### What needs to be done
When a line of the records below contains the string "under", copy that whole line.
________________________
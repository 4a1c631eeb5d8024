//! Agent tools over the investor directory and the live APIs
//!
//! API failures never reach the executor as errors: each tool logs the cause
//! and hands the model a short `{"error": "..."}` payload instead. Only
//! malformed arguments are reported as [`agent_core::Error::InvalidInput`].

use crate::api::{BraveSearchClient, PortfolioClient};
use crate::error::InvestorError;
use crate::models::{InvestorCategory, InvestorDirectory, de_display_string};
use agent_core::{Error as AgentError, Result as AgentResult};
use agent_llm::tools::schema;
use agent_tools::{Tool, ToolRegistry};
use async_trait::async_trait;
use chrono::NaiveDate;
use serde::{Deserialize, Serialize};
use serde::de::DeserializeOwned;
use serde_json::{Value, json};
use std::sync::Arc;
use tracing::{info, warn};

pub const LIST_INVESTORS: &str = "get_top_indian_investor_list";
pub const PORTFOLIO_OVERVIEW: &str = "get_investor_portfolio_overview";
pub const INVESTOR_HOLDINGS: &str = "get_investor_holdings";
pub const HOLDING_HISTORY: &str = "get_holding_history";
pub const SEARCH_WEB: &str = "search_web";

const PORTFOLIO_ID_HELP: &str = "The portfolio ID of the investor ('pid'), taken from the \
    'get_top_indian_investor_list' tool, for example \"584333\". Don't make up the portfolio_id.";

/// Everything the tools need, built once at start-up
#[derive(Clone)]
pub struct AgentDeps {
    pub portfolio: Arc<PortfolioClient>,
    pub search: Arc<BraveSearchClient>,
    pub directory: Arc<InvestorDirectory>,
}

/// Register all five tools; `today` goes into the overview description
pub fn register_tools(registry: &ToolRegistry, deps: &AgentDeps, today: NaiveDate) {
    registry.register(Arc::new(InvestorListTool {
        directory: deps.directory.clone(),
    }));
    registry.register(Arc::new(PortfolioOverviewTool::new(deps.portfolio.clone(), today)));
    registry.register(Arc::new(InvestorHoldingsTool {
        portfolio: deps.portfolio.clone(),
    }));
    registry.register(Arc::new(HoldingHistoryTool {
        portfolio: deps.portfolio.clone(),
    }));
    registry.register(Arc::new(WebSearchTool {
        search: deps.search.clone(),
    }));
}

fn parse_params<T: DeserializeOwned>(tool: &str, params: Value) -> AgentResult<T> {
    serde_json::from_value(params)
        .map_err(|e| AgentError::InvalidInput(format!("{tool}: invalid parameters: {e}")))
}

fn to_payload<T: Serialize>(value: T) -> AgentResult<Value> {
    serde_json::to_value(value).map_err(|e| AgentError::ProcessingFailed(e.to_string()))
}

fn error_payload(message: &str) -> Value {
    json!({ "error": message })
}

#[derive(Debug, Deserialize)]
struct ListParams {
    #[serde(default)]
    category: InvestorCategory,
}

/// Investors of one category, read from the local directory
pub struct InvestorListTool {
    directory: Arc<InvestorDirectory>,
}

#[async_trait]
impl Tool for InvestorListTool {
    async fn execute(&self, params: Value) -> AgentResult<Value> {
        let params: ListParams = parse_params(LIST_INVESTORS, params)?;
        let investors = self.directory.category(params.category);
        info!(tool = LIST_INVESTORS, category = %params.category, count = investors.len(), "Tool called");
        to_payload(investors)
    }

    fn name(&self) -> &str {
        LIST_INVESTORS
    }

    fn description(&self) -> &str {
        "Get the top Indian investors list. Returns the name, company holdings, net worth, \
         profile URL and portfolio ID ('pid') of each investor in the category."
    }

    fn input_schema(&self) -> Value {
        schema::object(
            json!({
                "category": schema::string_enum(
                    "The category of investors to retrieve",
                    &InvestorCategory::ALL.map(InvestorCategory::as_str),
                )
            }),
            &["category"],
        )
    }
}

#[derive(Debug, Deserialize)]
struct PortfolioParams {
    #[serde(deserialize_with = "de_display_string")]
    portfolio_id: String,
}

/// Fresh entries and exits over the last quarter
pub struct PortfolioOverviewTool {
    portfolio: Arc<PortfolioClient>,
    description: String,
}

impl PortfolioOverviewTool {
    fn new(portfolio: Arc<PortfolioClient>, today: NaiveDate) -> Self {
        let description = format!(
            "Get the overview of an investor's portfolio. Gives fresh entry and exit in portfolio \
             in last quarter. Note - Group Purchase and Sale data while responding to the user. \
             The current date is: {}, overview is of last quarter, mention quarter in response.",
            today.format("%Y-%m-%d")
        );
        Self {
            portfolio,
            description,
        }
    }
}

#[async_trait]
impl Tool for PortfolioOverviewTool {
    async fn execute(&self, params: Value) -> AgentResult<Value> {
        let params: PortfolioParams = parse_params(PORTFOLIO_OVERVIEW, params)?;
        info!(tool = PORTFOLIO_OVERVIEW, portfolio_id = %params.portfolio_id, "Tool called");

        Ok(match self.portfolio.overview(&params.portfolio_id).await {
            Ok(overview) => overview,
            Err(e @ InvestorError::Parse(_)) => {
                warn!(error = %e, "Portfolio overview was not JSON");
                error_payload("Error decoding JSON response.")
            }
            Err(e) => {
                warn!(error = %e, "Portfolio overview failed");
                error_payload("An unexpected error occurred while retrieving data.")
            }
        })
    }

    fn name(&self) -> &str {
        PORTFOLIO_OVERVIEW
    }

    fn description(&self) -> &str {
        &self.description
    }

    fn input_schema(&self) -> Value {
        schema::object(
            json!({ "portfolio_id": schema::string(PORTFOLIO_ID_HELP) }),
            &["portfolio_id"],
        )
    }
}

/// Current holdings, without the per-row breakdown
pub struct InvestorHoldingsTool {
    portfolio: Arc<PortfolioClient>,
}

#[async_trait]
impl Tool for InvestorHoldingsTool {
    async fn execute(&self, params: Value) -> AgentResult<Value> {
        let params: PortfolioParams = parse_params(INVESTOR_HOLDINGS, params)?;
        info!(tool = INVESTOR_HOLDINGS, portfolio_id = %params.portfolio_id, "Tool called");

        match self.portfolio.holdings(&params.portfolio_id).await {
            Ok(holdings) => to_payload(holdings),
            Err(e) => {
                warn!(error = %e, "Holdings lookup failed");
                Ok(error_payload("Unable to retrieve holdings at this time."))
            }
        }
    }

    fn name(&self) -> &str {
        INVESTOR_HOLDINGS
    }

    fn description(&self) -> &str {
        "Get detailed investor portfolio holdings. Mention the holding percentage and the change \
         in holding percentage compared to the previous quarter. Important keys in each row: \
         'nseCode' is the NSE stock code, 'holdingPer' the holding percentage, and 'changePrev' \
         the change since the previous quarter. If 'changePrev' is 0, mention it as \"No change\". \
         If 'changePrev' is \"New\", highlight it in the output as \"New\"."
    }

    fn input_schema(&self) -> Value {
        schema::object(
            json!({ "portfolio_id": schema::string(PORTFOLIO_ID_HELP) }),
            &["portfolio_id"],
        )
    }
}

#[derive(Debug, Deserialize)]
struct HistoryParams {
    #[serde(deserialize_with = "de_display_string")]
    portfolio_id: String,
    #[serde(rename = "nseCode")]
    nse_code: String,
}

/// Quarterly position of an investor in one stock
pub struct HoldingHistoryTool {
    portfolio: Arc<PortfolioClient>,
}

#[async_trait]
impl Tool for HoldingHistoryTool {
    async fn execute(&self, params: Value) -> AgentResult<Value> {
        let params: HistoryParams = parse_params(HOLDING_HISTORY, params)?;
        info!(
            tool = HOLDING_HISTORY,
            portfolio_id = %params.portfolio_id,
            nse_code = %params.nse_code,
            "Tool called"
        );

        match self
            .portfolio
            .holding_history(&params.portfolio_id, &params.nse_code)
            .await
        {
            Ok(history) => to_payload(history),
            Err(e @ InvestorError::Parse(_)) => {
                warn!(error = %e, "Holding history response was unusable");
                Ok(error_payload(
                    "Unable to retrieve holding history at this time. Invalid JSON response.",
                ))
            }
            Err(e) => {
                warn!(error = %e, "Holding history lookup failed");
                Ok(error_payload("Unable to retrieve holding history at this time."))
            }
        }
    }

    fn name(&self) -> &str {
        HOLDING_HISTORY
    }

    fn description(&self) -> &str {
        "Get the history of portfolio holdings for a particular stock by an investor. The data \
         includes the quarter, holding percentage, and the client name under which the investment \
         was made. Investors may invest through different associates, so the same investor might \
         appear under different names. When analyzing, treat them as the same investor."
    }

    fn input_schema(&self) -> Value {
        schema::object(
            json!({
                "portfolio_id": schema::string(PORTFOLIO_ID_HELP),
                "nseCode": schema::string(
                    "The NSE stock code, taken from 'get_investor_holdings'. Don't make it up."
                ),
            }),
            &["portfolio_id", "nseCode"],
        )
    }
}

#[derive(Debug, Deserialize)]
struct SearchParams {
    web_query: String,
}

/// Web search for context the APIs don't carry
pub struct WebSearchTool {
    search: Arc<BraveSearchClient>,
}

#[async_trait]
impl Tool for WebSearchTool {
    async fn execute(&self, params: Value) -> AgentResult<Value> {
        let params: SearchParams = parse_params(SEARCH_WEB, params)?;
        info!(tool = SEARCH_WEB, query = %params.web_query, "Tool called");

        match self.search.search(&params.web_query).await {
            Ok(text) => Ok(Value::String(text)),
            Err(e) => {
                warn!(error = %e, "Web search failed");
                Ok(error_payload(&format!("Web search failed: {e}")))
            }
        }
    }

    fn name(&self) -> &str {
        SEARCH_WEB
    }

    fn description(&self) -> &str {
        "Search the web given a query defined to answer the user's question."
    }

    fn input_schema(&self) -> Value {
        schema::object(
            json!({ "web_query": schema::string("The query for the web search") }),
            &["web_query"],
        )
    }
}
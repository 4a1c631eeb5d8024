//! Tool registry and dispatcher

use crate::Tool;
use agent_core::{Error, Result};
use serde_json::Value;
use std::collections::BTreeMap;
use std::sync::{Arc, PoisonError, RwLock};
use tracing::debug;

/// Registry mapping tool names to tools
///
/// Tools are kept sorted by name so the definitions sent to the model are
/// stable from turn to turn.
#[derive(Default)]
pub struct ToolRegistry {
    tools: RwLock<BTreeMap<String, Arc<dyn Tool>>>,
}

impl ToolRegistry {
    /// Create a new tool registry
    pub fn new() -> Self {
        Self::default()
    }

    /// Register a tool, replacing any tool with the same name
    pub fn register(&self, tool: Arc<dyn Tool>) {
        let mut tools = self.tools.write().unwrap_or_else(PoisonError::into_inner);
        tools.insert(tool.name().to_string(), tool);
    }

    /// Get a tool by name
    pub fn get(&self, name: &str) -> Option<Arc<dyn Tool>> {
        let tools = self.tools.read().unwrap_or_else(PoisonError::into_inner);
        tools.get(name).cloned()
    }

    /// All registered tools, ordered by name
    pub fn list_tools(&self) -> Vec<Arc<dyn Tool>> {
        let tools = self.tools.read().unwrap_or_else(PoisonError::into_inner);
        tools.values().cloned().collect()
    }

    /// Get the number of registered tools
    pub fn len(&self) -> usize {
        self.tools.read().unwrap_or_else(PoisonError::into_inner).len()
    }

    /// Check if the registry is empty
    pub fn is_empty(&self) -> bool {
        self.len() == 0
    }

    /// Run the tool called `name` with `args`
    ///
    /// Returns [`Error::ToolNotFound`] for unknown names. The lock is released
    /// before the tool runs.
    pub async fn dispatch(&self, name: &str, args: Value) -> Result<Value> {
        let tool = self
            .get(name)
            .ok_or_else(|| Error::ToolNotFound(name.to_string()))?;

        debug!(tool = name, "Dispatching tool call");
        tool.execute(args).await
    }
}
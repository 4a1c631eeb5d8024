//! MiniJinja-based template implementation

use crate::{PromptError, PromptTemplate, Result};
use minijinja::Environment;

/// A prompt template backed by MiniJinja
///
/// The source is syntax-checked when the template is created, so a broken
/// prompt fails at start-up rather than on the first chat turn.
///
/// Standard Jinja2 syntax applies: `{{ variable }}`, `{{ name | upper }}`,
/// `{% if %}` and `{% for %}` blocks. Undefined variables render empty.
///
/// ```
/// use agent_prompt::{JinjaTemplate, PromptTemplate};
/// use serde_json::json;
///
/// let template = JinjaTemplate::new(
///     "categories",
///     "{% for c in categories %}- {{ c }}\n{% endfor %}",
/// )?;
/// let out = template.render(&json!({ "categories": ["individual_investors", "fii_investors"] }))?;
/// assert_eq!(out, "- individual_investors\n- fii_investors\n");
/// # Ok::<(), agent_prompt::PromptError>(())
/// ```
pub struct JinjaTemplate {
    name: String,
    source: String,
}

impl JinjaTemplate {
    /// Create a template, checking its syntax
    pub fn new(name: impl Into<String>, source: impl Into<String>) -> Result<Self> {
        let template = Self {
            name: name.into(),
            source: source.into(),
        };

        Environment::new()
            .template_from_str(&template.source)
            .map_err(|e| PromptError::TemplateParseFailed {
                name: template.name.clone(),
                detail: e.to_string(),
            })?;

        Ok(template)
    }

    fn environment() -> Environment<'static> {
        let mut env = Environment::new();
        env.set_keep_trailing_newline(true);
        env
    }
}

impl PromptTemplate for JinjaTemplate {
    fn name(&self) -> &str {
        &self.name
    }

    fn render(&self, vars: &serde_json::Value) -> Result<String> {
        let value = minijinja::Value::from_serialize(vars);

        Self::environment()
            .render_str(&self.source, value)
            .map_err(|e| PromptError::RenderError {
                name: self.name.clone(),
                detail: e.to_string(),
            })
    }

    fn raw_template(&self) -> &str {
        &self.source
    }
}

impl std::fmt::Debug for JinjaTemplate {
    fn fmt(&self, f: &mut std::fmt::Formatter<'_>) -> std::fmt::Result {
        f.debug_struct("JinjaTemplate")
            .field("name", &self.name)
            .finish_non_exhaustive()
    }
}
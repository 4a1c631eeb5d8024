//! The "Avi" investor assistant agent

use crate::api::{BraveSearchClient, PortfolioClient};
use crate::builder::load_directory;
use crate::config::InvestorConfig;
use crate::error::{InvestorError, Result};
use crate::models::InvestorCategory;
use crate::prompts::ASSISTANT_SYSTEM;
use crate::tools::{AgentDeps, register_tools};
use agent_core::{Agent, Context};
use agent_llm::LLMProvider;
use agent_prompt::PromptRegistry;
use agent_runtime::{AgentExecutor, ExecutorEventHandler, ToolAgent};
use agent_tools::ToolRegistry;
use async_trait::async_trait;
use chrono::{Local, NaiveDate};
use serde_json::json;
use std::sync::Arc;
use tracing::info;

/// Tool-calling chat agent over the investor directory and portfolio APIs
///
/// One agent serves every session; per-session history lives in the
/// [`Context`] passed to [`chat`](Self::chat).
pub struct InvestorAgent {
    inner: ToolAgent,
    tool_names: Vec<String>,
}

impl InvestorAgent {
    /// Create an agent whose prompt and tools carry today's local date
    pub fn new(
        provider: Arc<dyn LLMProvider>,
        deps: AgentDeps,
        config: &InvestorConfig,
        prompts: &PromptRegistry,
    ) -> Result<Self> {
        Self::with_date(provider, deps, config, prompts, Local::now().date_naive())
    }

    /// Create an agent as of `today`
    pub fn with_date(
        provider: Arc<dyn LLMProvider>,
        deps: AgentDeps,
        config: &InvestorConfig,
        prompts: &PromptRegistry,
        today: NaiveDate,
    ) -> Result<Self> {
        let other_categories = InvestorCategory::ALL
            .iter()
            .filter(|c| **c != InvestorCategory::default())
            .map(|c| c.as_str())
            .collect::<Vec<_>>()
            .join(", ");
        let system_prompt = prompts.render(
            ASSISTANT_SYSTEM,
            &json!({
                "current_date": today.format("%Y-%m-%d").to_string(),
                "other_categories": other_categories,
            }),
        )?;

        let registry = Arc::new(ToolRegistry::new());
        register_tools(&registry, &deps, today);
        let tool_names = registry
            .list_tools()
            .iter()
            .map(|t| t.name().to_string())
            .collect();

        let executor = AgentExecutor::builder()
            .provider(provider)
            .tool_registry(registry)
            .model(&config.model)
            .system_prompt(system_prompt)
            .temperature(config.chat_temperature)
            .build()?;

        info!(
            model = %config.model,
            investors = deps.directory.len(),
            %today,
            "Investor agent ready"
        );

        Ok(Self {
            inner: ToolAgent::new(executor, "avi"),
            tool_names,
        })
    }

    /// Load the directory file and build the API clients from `config`
    pub fn from_config(
        config: &InvestorConfig,
        provider: Arc<dyn LLMProvider>,
        prompts: &PromptRegistry,
    ) -> Result<Self> {
        let directory = load_directory(&config.investors_file).map_err(|e| {
            InvestorError::Config(format!(
                "Cannot load investor directory from {} ({e}); run `investor-agent build-directory` first",
                config.investors_file.display()
            ))
        })?;

        let deps = AgentDeps {
            portfolio: Arc::new(PortfolioClient::new(config)?),
            search: Arc::new(BraveSearchClient::new(config)?),
            directory: Arc::new(directory),
        };
        Self::new(provider, deps, config, prompts)
    }

    /// Run one user turn, streaming progress to `handler` when given
    pub async fn chat(
        &self,
        input: String,
        context: &mut Context,
        handler: Option<Arc<dyn ExecutorEventHandler>>,
    ) -> Result<String> {
        Ok(self.inner.process_with_handler(input, context, handler).await?)
    }

    /// Names of the registered tools, sorted
    pub fn tool_names(&self) -> &[String] {
        &self.tool_names
    }

    /// The rendered system prompt
    pub fn system_prompt(&self) -> Option<&str> {
        self.inner.executor().config().system_prompt.as_deref()
    }
}

#[async_trait]
impl Agent for InvestorAgent {
    async fn process(&self, input: String, context: &mut Context) -> agent_core::Result<String> {
        self.inner.process(input, context).await
    }

    fn name(&self) -> &str {
        self.inner.name()
    }
}
//! Brave web search client

use crate::config::InvestorConfig;
use crate::error::{InvestorError, Result};
use crate::models::SearchResult;
use reqwest::Client;
use reqwest::header::ACCEPT;
use serde_json::Value;
use tracing::{debug, warn};

/// Returned when no API key is configured
pub const PLACEHOLDER_RESULT: &str =
    "This is a test web search result. Please provide a Brave API key to get real search results.";

/// Returned when no result has both a title and a description
pub const NO_RESULTS: &str = "No results found for the query.";

/// Results requested from the API
const REQUEST_COUNT: &str = "5";

/// Results considered for the answer
const TOP_RESULTS: usize = 3;

/// Web search over the Brave search API
pub struct BraveSearchClient {
    client: Client,
    endpoint: String,
    api_key: Option<String>,
}

impl BraveSearchClient {
    /// Create a client from configuration
    pub fn new(config: &InvestorConfig) -> Result<Self> {
        let client = Client::builder().timeout(config.request_timeout).build()?;
        Ok(Self {
            client,
            endpoint: config.search_api_url.clone(),
            api_key: config.brave_api_key.clone(),
        })
    }

    /// Whether real searches are made
    pub fn is_configured(&self) -> bool {
        self.api_key.is_some()
    }

    /// Search the web and format the top hits for the model
    pub async fn search(&self, query: &str) -> Result<String> {
        let Some(api_key) = &self.api_key else {
            warn!("BRAVE_API_KEY not set, returning placeholder search result");
            return Ok(PLACEHOLDER_RESULT.to_string());
        };

        debug!(query, "Searching the web");
        let fetch_error = |reason: String| InvestorError::Fetch {
            url: self.endpoint.clone(),
            reason,
        };

        let response = self
            .client
            .get(&self.endpoint)
            .header("X-Subscription-Token", api_key)
            .header(ACCEPT, "application/json")
            .query(&[
                ("q", query),
                ("count", REQUEST_COUNT),
                ("text_decorations", "true"),
                ("search_lang", "en"),
            ])
            .send()
            .await
            .map_err(|e| fetch_error(e.to_string()))?;

        let status = response.status();
        if !status.is_success() {
            return Err(fetch_error(format!("HTTP {status}")));
        }

        let body: Value = response
            .json()
            .await
            .map_err(|e| InvestorError::Parse(format!("Search response: {e}")))?;

        let results = top_results(&body);
        debug!(query, results = results.len(), "Search finished");
        Ok(format_results(&results))
    }
}

/// Usable hits among the first three web results
pub fn top_results(body: &Value) -> Vec<SearchResult> {
    let field = |item: &Value, key: &str| {
        item.get(key)
            .and_then(Value::as_str)
            .unwrap_or_default()
            .to_string()
    };

    body.pointer("/web/results")
        .and_then(Value::as_array)
        .map(|items| {
            items
                .iter()
                .take(TOP_RESULTS)
                .map(|item| SearchResult {
                    title: field(item, "title"),
                    summary: field(item, "description"),
                    source: field(item, "url"),
                })
                .filter(|r| !r.title.is_empty() && !r.summary.is_empty())
                .collect()
        })
        .unwrap_or_default()
}

/// Join results as `Title/Summary/Source` blocks, or [`NO_RESULTS`]
pub fn format_results(results: &[SearchResult]) -> String {
    if results.is_empty() {
        return NO_RESULTS.to_string();
    }
    results
        .iter()
        .map(ToString::to_string)
        .collect::<Vec<_>>()
        .join("\n")
}
//! Tool trait definition

use agent_core::Result;
use async_trait::async_trait;
use serde_json::Value;

/// Trait for tools that agents can execute
///
/// Each tool provides a name, a description the model reads to decide when
/// to call it, and a JSON schema for its input.
#[async_trait]
pub trait Tool: Send + Sync {
    /// Execute the tool with given parameters
    ///
    /// `params` should match [`Tool::input_schema`]. Implementations return
    /// [`agent_core::Error::InvalidInput`] when it does not.
    async fn execute(&self, params: Value) -> Result<Value>;

    /// Unique name within a [`ToolRegistry`](crate::ToolRegistry)
    fn name(&self) -> &str;

    /// Description shown to the model
    fn description(&self) -> &str;

    /// Input schema (JSON Schema)
    ///
    /// ```
    /// use serde_json::json;
    ///
    /// let schema = json!({
    ///     "type": "object",
    ///     "properties": {
    ///         "portfolio_id": { "type": "string", "description": "Investor portfolio id" }
    ///     },
    ///     "required": ["portfolio_id"]
    /// });
    /// # assert!(schema["required"].is_array());
    /// ```
    fn input_schema(&self) -> Value;
}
________________________
### Response to this exercise
         includes the quarter, holding percentage, and the client name under which the investment \
         appear under different names. When analyzing, treat them as the same investor."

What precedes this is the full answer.